就在姑娘话声未已时,她突然惊叫道:“沙大哥!你……”
姑娘凄叫着扑向沙成山的身边,她急急的探手在沙成山的鼻尖,紧接着一声尖叫:“沙大哥,你死得好惨呀!”
姑娘拭着泪,拉过黄膘马,立刻把沙成山抱上马背便缓缓往西而去!
有一座不算高的山,前面一条相当宽的白沙河,有一条小船正停靠在岸边,附近有一排柳林。
姑娘把黄膘马拴在柳树林子,她抱起沙成山在怀里,缓缓的上到小船上,自言自语,道:“沙大哥,想不到我丘兰儿的洞房之夜,新郎却是个死人,你……你怎的……”
说着,便大哭起来!
是的,姑娘正是“玫瑰毒刺”丘兰儿。

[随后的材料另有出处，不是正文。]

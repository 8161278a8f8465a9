//! Diagnostics scanner.
//!
//! Positions always come from the live document text; the cached report only
//! decides which includes are flagged.

use std::sync::LazyLock;

use incwise_config::DiagnosticsSettings;
use incwise_types::{Diagnostic, DiagnosticKind, Document, LineRange, utf16_len};
use regex::Regex;

use crate::guard::GuardChecker;
use crate::report::AnalysisState;

static INCLUDE_DIRECTIVE: LazyLock<Regex> = LazyLock::new(|| {
    Regex::new(r#"^(\s*)#\s*include\s*(<[^>]*>|"[^"]*")"#).expect("valid regex")
});

/// Scan window and highlighting options.
#[derive(Debug, Clone, Copy)]
pub struct ScanOptions<'a> {
    /// Lines inspected before blank and `//` lines are discounted.
    pub scan_min: usize,
    /// Lines the window extends past each include when removals are pending.
    pub scan_more: usize,
    /// Highlight the whole line instead of `#` through the include token.
    pub full_line: bool,
    /// Expected include guard; `None` skips guard checking.
    pub guard: Option<&'a str>,
}

impl<'a> ScanOptions<'a> {
    #[must_use]
    pub fn new(settings: &DiagnosticsSettings, guard: Option<&'a str>) -> Self {
        Self {
            scan_min: settings.scan_min,
            scan_more: settings.scan_more,
            full_line: settings.full_line_squiggles,
            guard: guard.filter(|g| !g.is_empty()),
        }
    }
}

fn is_skippable(line: &str) -> bool {
    let trimmed = line.trim_start();
    trimmed.is_empty() || trimmed.starts_with("//")
}

/// Diagnostics for `document` against the cached `state`.
///
/// The window starts at `scan_min` lines. Blank and `//` lines inside it do
/// not count, so the boundary moves down past them. An include line seen
/// while removals are pending pushes the horizon to `line + 1 + scan_more`.
#[must_use]
pub fn scan(state: &AnalysisState, document: &Document, options: &ScanOptions<'_>) -> Vec<Diagnostic> {
    let lines = document.lines();
    let has_removals = !state.to_remove().is_empty();
    let mut guard = options
        .guard
        .map(|expected| GuardChecker::new(document.path(), expected));
    let mut out = Vec::new();

    let mut skipped = 0;
    let mut horizon = options.scan_min;
    let mut idx = 0;
    while idx < lines.len() {
        let min_boundary = options.scan_min + skipped;
        if idx >= min_boundary.max(horizon) {
            break;
        }
        let line = lines[idx];
        if idx < min_boundary && is_skippable(line) {
            skipped += 1;
            idx += 1;
            continue;
        }

        if let Some(checker) = guard.as_mut() {
            checker.observe(idx, &lines, &mut out);
        }

        if let Some(caps) = INCLUDE_DIRECTIVE.captures(line) {
            if has_removals {
                horizon = horizon.max(idx + 1 + options.scan_more);
            }
            if let (Some(indent), Some(token)) = (caps.get(1), caps.get(2))
                && let Some(removal) = state.find_removal(token.as_str())
            {
                let range = if options.full_line {
                    LineRange::new(idx as u32, 0, utf16_len(line))
                } else {
                    let start = utf16_len(indent.as_str());
                    LineRange::new(idx as u32, start, utf16_len(&line[indent.end()..token.end()]))
                };
                out.push(Diagnostic::new(
                    DiagnosticKind::UnusedInclude,
                    range,
                    format!("unused #include {}", removal.token()),
                ));
            }
        }
        idx += 1;
    }

    tracing::trace!(
        path = %document.path().display(),
        scanned = idx,
        skipped,
        "Scan window"
    );

    if let Some(checker) = guard {
        checker.finish(&lines, &mut out);
    }
    out
}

她自从离开沙成山之后,感于沙成山的以德报怨,便决心视沙成山为丈夫。
她可真的有心,弄了一条小船把自己安置下来,却不料当天夜里,她就发现大奶奶这批人物,于是,她便远远的跟踪而来……
取了个小木盆,丘兰儿舀水上来,她轻轻的擦拭着沙成山身上的伤口,不料凉水上身,沙成山猛的全身一哆嗦,光景吓得丘兰儿一声尖叫!
沙成山又活了!
其实沙成山根本没有死!
现在,沙成山那对微陷的双目,炯炯有神,他吐气有力,一挺而坐直身子,含笑点头的望着丘兰儿!
丘兰儿惊异的道:“沙大哥,你没死?”
摇摇头,沙成山道:“流了许多血是真的,死还不至于,因为我不会那么容易的死,哈……”
沙成山笑中伸手摸摸头上的肉包,愉快之情,溢于言表。他在灰暗中环视着四周,又道:“是你把我从老远抱到小船上的?”

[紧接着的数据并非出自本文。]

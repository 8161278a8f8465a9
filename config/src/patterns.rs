use regex::Regex;

use crate::error::ConfigError;
use crate::settings::Settings;

/// Compiled regular expressions from [`Settings`]. An empty setting compiles to `None`.
#[derive(Debug, Clone, Default)]
pub struct Patterns {
    /// Database files matching this never resolve.
    pub ignore: Option<Regex>,
    /// When set, only database files matching this resolve.
    pub only: Option<Regex>,
    /// When set, only matching files get diagnostics.
    pub diagnostics_only: Option<Regex>,
    /// Files include-guard checks apply to.
    pub header_files: Option<Regex>,
    /// Analyzer output lines matching this are dropped.
    pub output_filter: Option<Regex>,
}

fn optional(setting: &'static str, pattern: &str) -> Result<Option<Regex>, ConfigError> {
    if pattern.is_empty() {
        return Ok(None);
    }
    Regex::new(pattern)
        .map(Some)
        .map_err(|source| ConfigError::Pattern { setting, source })
}

impl Patterns {
    pub fn compile(settings: &Settings) -> Result<Self, ConfigError> {
        let output_filter = if settings.filter_output.is_empty() {
            None
        } else {
            // Validate the user's fragment on its own so the error points at it.
            optional("filter_output", &settings.filter_output)?;
            optional(
                "filter_output",
                &format!("#include.*(?:{})", settings.filter_output),
            )?
        };

        Ok(Self {
            ignore: optional("rewriter.ignore_re", &settings.rewriter.ignore_re)?,
            only: optional("rewriter.only_re", &settings.rewriter.only_re)?,
            diagnostics_only: optional("diagnostics.only_re", &settings.diagnostics.only_re)?,
            header_files: optional(
                "diagnostics.include_guard_files",
                &settings.diagnostics.include_guard_files,
            )?,
            output_filter,
        })
    }
}

/// Immutable configuration snapshot for one engine operation.
///
/// An invalid pattern leaves `patterns()` empty; the engine treats that as
/// "no file resolves" and surfaces [`Config::pattern_error`] to the user.
#[derive(Debug, Clone)]
pub struct Config {
    settings: Settings,
    patterns: Option<Patterns>,
    pattern_error: Option<String>,
}

impl Config {
    #[must_use]
    pub fn new(settings: Settings) -> Self {
        match Patterns::compile(&settings) {
            Ok(patterns) => Self {
                settings,
                patterns: Some(patterns),
                pattern_error: None,
            },
            Err(err) => {
                tracing::error!("{err}");
                Self {
                    settings,
                    patterns: None,
                    pattern_error: Some(err.to_string()),
                }
            }
        }
    }

    #[must_use]
    pub fn settings(&self) -> &Settings {
        &self.settings
    }

    #[must_use]
    pub fn patterns(&self) -> Option<&Patterns> {
        self.patterns.as_ref()
    }

    #[must_use]
    pub fn pattern_error(&self) -> Option<&str> {
        self.pattern_error.as_deref()
    }
}

impl Default for Config {
    fn default() -> Self {
        Self::new(Settings::default())
    }
}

丘兰儿拭着愉快的泪水,道:“你死了,我又怎生忍心要我的丈夫暴尸荒野?”
沙成山一惊,丘兰儿却又十分自然的道:“我要把你抱回我的小船上,与你一同漂在这沙河面,任这清清河水,把我二人流向大江注入大海,直到……直到……”
沙成山感动的一把搂住丘兰儿,他把青青的胡茬在丘兰儿的秀发上磨蹭着,低声道:“啊!兰儿,你不必如此,那是不值得的,沙成山不值得你如此牺牲啊!”
“值得,因为我的命是你救过的,我的行为也是你加以指点而悬崖勒马。为你——沙大哥,我不计任何牺牲,倒是……倒是怕你拒绝了我……”
沙成山叹口气,道:“是的,我会拒绝的,因为我的职业不允许我拖家带眷。兰儿,我已双手沾满血腥,放眼江湖,至少有十个以上一流高手要找我拚命,想想,我怎能把你救上岸再推你下水?”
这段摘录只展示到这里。